Wniosek o zbadanie sprawy niewpuszczania do lokali gastronomicznych w Poznaniu osób narodowości romskiej złożył w styczniu poznański radny Norbert Napieraj. Jego zdaniem mogło dojść do popełnienia przestępstwa. Powoływał się na doniesienia prasowe dotyczące zdarzenia, do jakiego doszło w dwóch lokalach na terenie Poznania, skąd wyproszono lub w ogóle nie wpuszczono klientów wyłącznie z uwagi na ich romskie pochodzenie.
"Analizowano to w kontekście znamion czynów zabronionych polegających na publicznym znieważeniu z powodu przynależności rasowej oraz stosowaniu przemocy lub groźby bezprawnej wobec osoby z powodu jej przynależności narodowej. W żadnej z opisanych wyżej sytuacji nie zastosowano wobec osób pochodzenia romskiego przemocy, groźby bezprawnej, jak również nie znieważono ich, ani nie naruszono ich nietykalności cielesnej" – poinformowała Mazur-Prus.
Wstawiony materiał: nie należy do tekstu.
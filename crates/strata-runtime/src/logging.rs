//! Logging setup for services embedding the resolver.
//!
//! A unified `tracing-subscriber` setup driven by [`LoggingConfig`].
//!
//! ```rust,ignore
//! use strata_runtime::{config::load_config, logging};
//!
//! let config = load_config()?;
//! logging::init_from_config(&config.logging);
//! ```
//!
//! Or manually:
//!
//! ```rust,ignore
//! use strata_runtime::logging::{LoggingBuilder, SpanEvents};
//!
//! LoggingBuilder::new()
//!     .directive("strata_runtime=debug")
//!     .span_events(SpanEvents::LIFECYCLE)
//!     .init();
//! ```

use std::ffi::OsStr;
use std::path::{Path, PathBuf};

use tracing::warn;
use tracing_subscriber::prelude::*;
use tracing_subscriber::util::TryInitError;
use tracing_subscriber::{EnvFilter, fmt};

use crate::config::{LogFormat, LogOutput, LogRotation, LoggingConfig, SpanEventConfig};

/// Which span lifecycle events are logged.
#[derive(Debug, Clone, Copy, Default, PartialEq, Eq)]
pub struct SpanEvents {
    pub new: bool,
    pub enter: bool,
    pub exit: bool,
    pub close: bool,
}

impl SpanEvents {
    /// No span events will be logged.
    pub const NONE: Self = Self {
        new: false,
        enter: false,
        exit: false,
        close: false,
    };

    /// Log span creation and close events.
    pub const LIFECYCLE: Self = Self {
        new: true,
        enter: false,
        exit: false,
        close: true,
    };

    /// Log all span events.
    pub const FULL: Self = Self {
        new: true,
        enter: true,
        exit: true,
        close: true,
    };

    fn to_fmt_span(self) -> fmt::format::FmtSpan {
        let mut span = fmt::format::FmtSpan::NONE;
        if self.new {
            span |= fmt::format::FmtSpan::NEW;
        }
        if self.enter {
            span |= fmt::format::FmtSpan::ENTER;
        }
        if self.exit {
            span |= fmt::format::FmtSpan::EXIT;
        }
        if self.close {
            span |= fmt::format::FmtSpan::CLOSE;
        }
        span
    }
}

impl From<&SpanEventConfig> for SpanEvents {
    fn from(config: &SpanEventConfig) -> Self {
        Self {
            new: config.new,
            enter: config.enter,
            exit: config.exit,
            close: config.close,
        }
    }
}

/// Initializes logging from a [`LoggingConfig`].
///
/// Does nothing if a global subscriber is already installed.
pub fn init_from_config(config: &LoggingConfig) {
    let _ = LoggingBuilder::from_config(config).try_init();
}

/// A builder for configuring logging.
#[derive(Default)]
pub struct LoggingBuilder {
    directives: Vec<String>,
    level: Option<tracing::Level>,
    span_events: SpanEvents,
    format: LogFormat,
    output: LogOutput,
    with_target: bool,
    with_thread_ids: bool,
    with_file: bool,
    with_line_number: bool,
    file_path: Option<PathBuf>,
    rotation: LogRotation,
}

impl LoggingBuilder {
    pub fn new() -> Self {
        Self {
            with_target: true,
            ..Default::default()
        }
    }

    pub fn from_config(config: &LoggingConfig) -> Self {
        let mut builder = Self::new();

        builder.level = Some(config.level.to_tracing_level());
        builder.format = config.format;
        builder.output = config.output;
        builder.span_events = SpanEvents::from(&config.span_events);

        builder.with_thread_ids = config.thread_ids;
        builder.with_file = config.file_location;
        builder.with_line_number = config.file_location;

        builder.file_path.clone_from(&config.file_path);
        builder.rotation = config.rotation;

        for (module, level) in &config.filters {
            builder.directives.push(format!("{module}={level}"));
        }

        builder
    }

    pub fn with_level(mut self, level: tracing::Level) -> Self {
        self.level = Some(level);
        self
    }

    /// Adds a filter directive such as `strata_runtime=debug`.
    pub fn directive(mut self, directive: &str) -> Self {
        self.directives.push(directive.to_string());
        self
    }

    pub fn span_events(mut self, events: SpanEvents) -> Self {
        self.span_events = events;
        self
    }

    pub fn format(mut self, format: LogFormat) -> Self {
        self.format = format;
        self
    }

    pub fn output(mut self, output: LogOutput) -> Self {
        self.output = output;
        self
    }

    pub fn with_target(mut self, enabled: bool) -> Self {
        self.with_target = enabled;
        self
    }

    pub fn with_thread_ids(mut self, enabled: bool) -> Self {
        self.with_thread_ids = enabled;
        self
    }

    pub fn file_path(mut self, path: PathBuf) -> Self {
        self.file_path = Some(path);
        self
    }

    pub fn rotation(mut self, rotation: LogRotation) -> Self {
        self.rotation = rotation;
        self
    }

    fn build_filter(&self) -> EnvFilter {
        let base_level = self.level.unwrap_or(tracing::Level::INFO);
        let base_filter = base_level.to_string().to_lowercase();

        // RUST_LOG wins over the configured level
        let mut filter =
            EnvFilter::try_from_default_env().unwrap_or_else(|_| EnvFilter::new(&base_filter));

        for directive in &self.directives {
            if let Ok(d) = directive.parse() {
                filter = filter.add_directive(d);
            }
        }

        filter
    }

    pub fn init(self) {
        let _ = self.try_init();
    }

    /// Installs the global subscriber, failing if one is already set.
    pub fn try_init(self) -> Result<(), TryInitError> {
        let filter = self.build_filter();
        let span_events = self.span_events.to_fmt_span();

        macro_rules! configure_layer {
            ($layer:expr) => {
                $layer
                    .with_span_events(span_events.clone())
                    .with_target(self.with_target)
                    .with_thread_ids(self.with_thread_ids)
                    .with_file(self.with_file)
                    .with_line_number(self.with_line_number)
            };
        }

        macro_rules! init_with_writer {
            ($writer:expr) => {
                match &self.format {
                    #[cfg(feature = "json-log")]
                    LogFormat::Json => {
                        let layer = fmt::layer()
                            .json()
                            .with_span_events(span_events.clone())
                            .with_writer($writer);
                        tracing_subscriber::registry()
                            .with(layer)
                            .with(filter)
                            .try_init()
                    }
                    LogFormat::Compact => {
                        let layer = configure_layer!(fmt::layer().compact().with_writer($writer));
                        tracing_subscriber::registry()
                            .with(layer)
                            .with(filter)
                            .try_init()
                    }
                    #[cfg(not(feature = "json-log"))]
                    LogFormat::Json | LogFormat::Full => {
                        let layer = configure_layer!(fmt::layer().with_writer($writer));
                        tracing_subscriber::registry()
                            .with(layer)
                            .with(filter)
                            .try_init()
                    }
                    #[cfg(feature = "json-log")]
                    LogFormat::Full => {
                        let layer = configure_layer!(fmt::layer().with_writer($writer));
                        tracing_subscriber::registry()
                            .with(layer)
                            .with(filter)
                            .try_init()
                    }
                    LogFormat::Pretty => {
                        let layer = configure_layer!(fmt::layer().pretty().with_writer($writer));
                        tracing_subscriber::registry()
                            .with(layer)
                            .with(filter)
                            .try_init()
                    }
                }
            };
        }

        match &self.output {
            LogOutput::Stdout => init_with_writer!(std::io::stdout),
            LogOutput::Stderr => init_with_writer!(std::io::stderr),
            LogOutput::File => {
                if let Some(path) = &self.file_path {
                    let dir = path.parent().unwrap_or_else(|| Path::new("."));
                    let name = path.file_name().unwrap_or_else(|| OsStr::new("strata.log"));
                    let appender = match self.rotation {
                        LogRotation::Never => tracing_appender::rolling::never(dir, name),
                        LogRotation::Hourly => tracing_appender::rolling::hourly(dir, name),
                        LogRotation::Daily => tracing_appender::rolling::daily(dir, name),
                    };
                    init_with_writer!(appender)
                } else {
                    warn!(
                        "File output requested but no file path configured, falling back to stdout"
                    );
                    init_with_writer!(std::io::stdout)
                }
            }
        }
    }
}

#[cfg(test)]
mod tests {
    use super::*;
    use crate::config::LogLevel;

    #[test]
    fn test_builder_from_config() {
        let mut config = LoggingConfig {
            level: LogLevel::Debug,
            thread_ids: true,
            rotation: LogRotation::Daily,
            ..Default::default()
        };
        config
            .filters
            .insert("strata_store".to_string(), LogLevel::Trace);

        let builder = LoggingBuilder::from_config(&config);
        assert_eq!(builder.level, Some(tracing::Level::DEBUG));
        assert!(builder.with_thread_ids);
        assert_eq!(builder.rotation, LogRotation::Daily);
        assert_eq!(builder.directives, vec!["strata_store=trace".to_string()]);
    }

    #[test]
    fn test_span_event_flags() {
        assert_eq!(SpanEvents::NONE.to_fmt_span(), fmt::format::FmtSpan::NONE);
        let lifecycle = SpanEvents::LIFECYCLE.to_fmt_span();
        assert_eq!(
            lifecycle,
            fmt::format::FmtSpan::NEW | fmt::format::FmtSpan::CLOSE
        );
    }
}
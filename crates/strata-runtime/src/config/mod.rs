//! Configuration for the Strata runtime.
//!
//! Layered loading of resolver, store, transport and logging settings from
//! files, `STRATA_*` environment variables and programmatic values.

pub mod error;
pub mod loader;
pub mod schema;
pub mod validation;

pub use error::{ConfigError, ConfigResult};
pub use loader::{ConfigLoader, Profile, load_config, load_config_from_file};
pub use schema::{
    LogFormat, LogLevel, LogOutput, LogRotation, LoggingConfig, ResolverConfig, SpanEventConfig,
    StrataConfig,
};
pub use validation::validate_config;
Za publiczne znieważenie groził kara do 3 lat więzienia. Za przestępstwo polegające na stosowaniu przemocy lub groźby bezprawnej kodeks karny przewiduje karę od 3 miesięcy do 5 lat. Mazur-Prus poinformowała, że według prokuratury można mówić jedynie o ewentualnym wykroczeniu polegającym na "bezzasadnej odmowie wyświadczenia usługi przez osobę zajmującą się zawodowo świadczeniem usług, względnie o naruszeniu dóbr osobistych". Grozi za to kara grzywny.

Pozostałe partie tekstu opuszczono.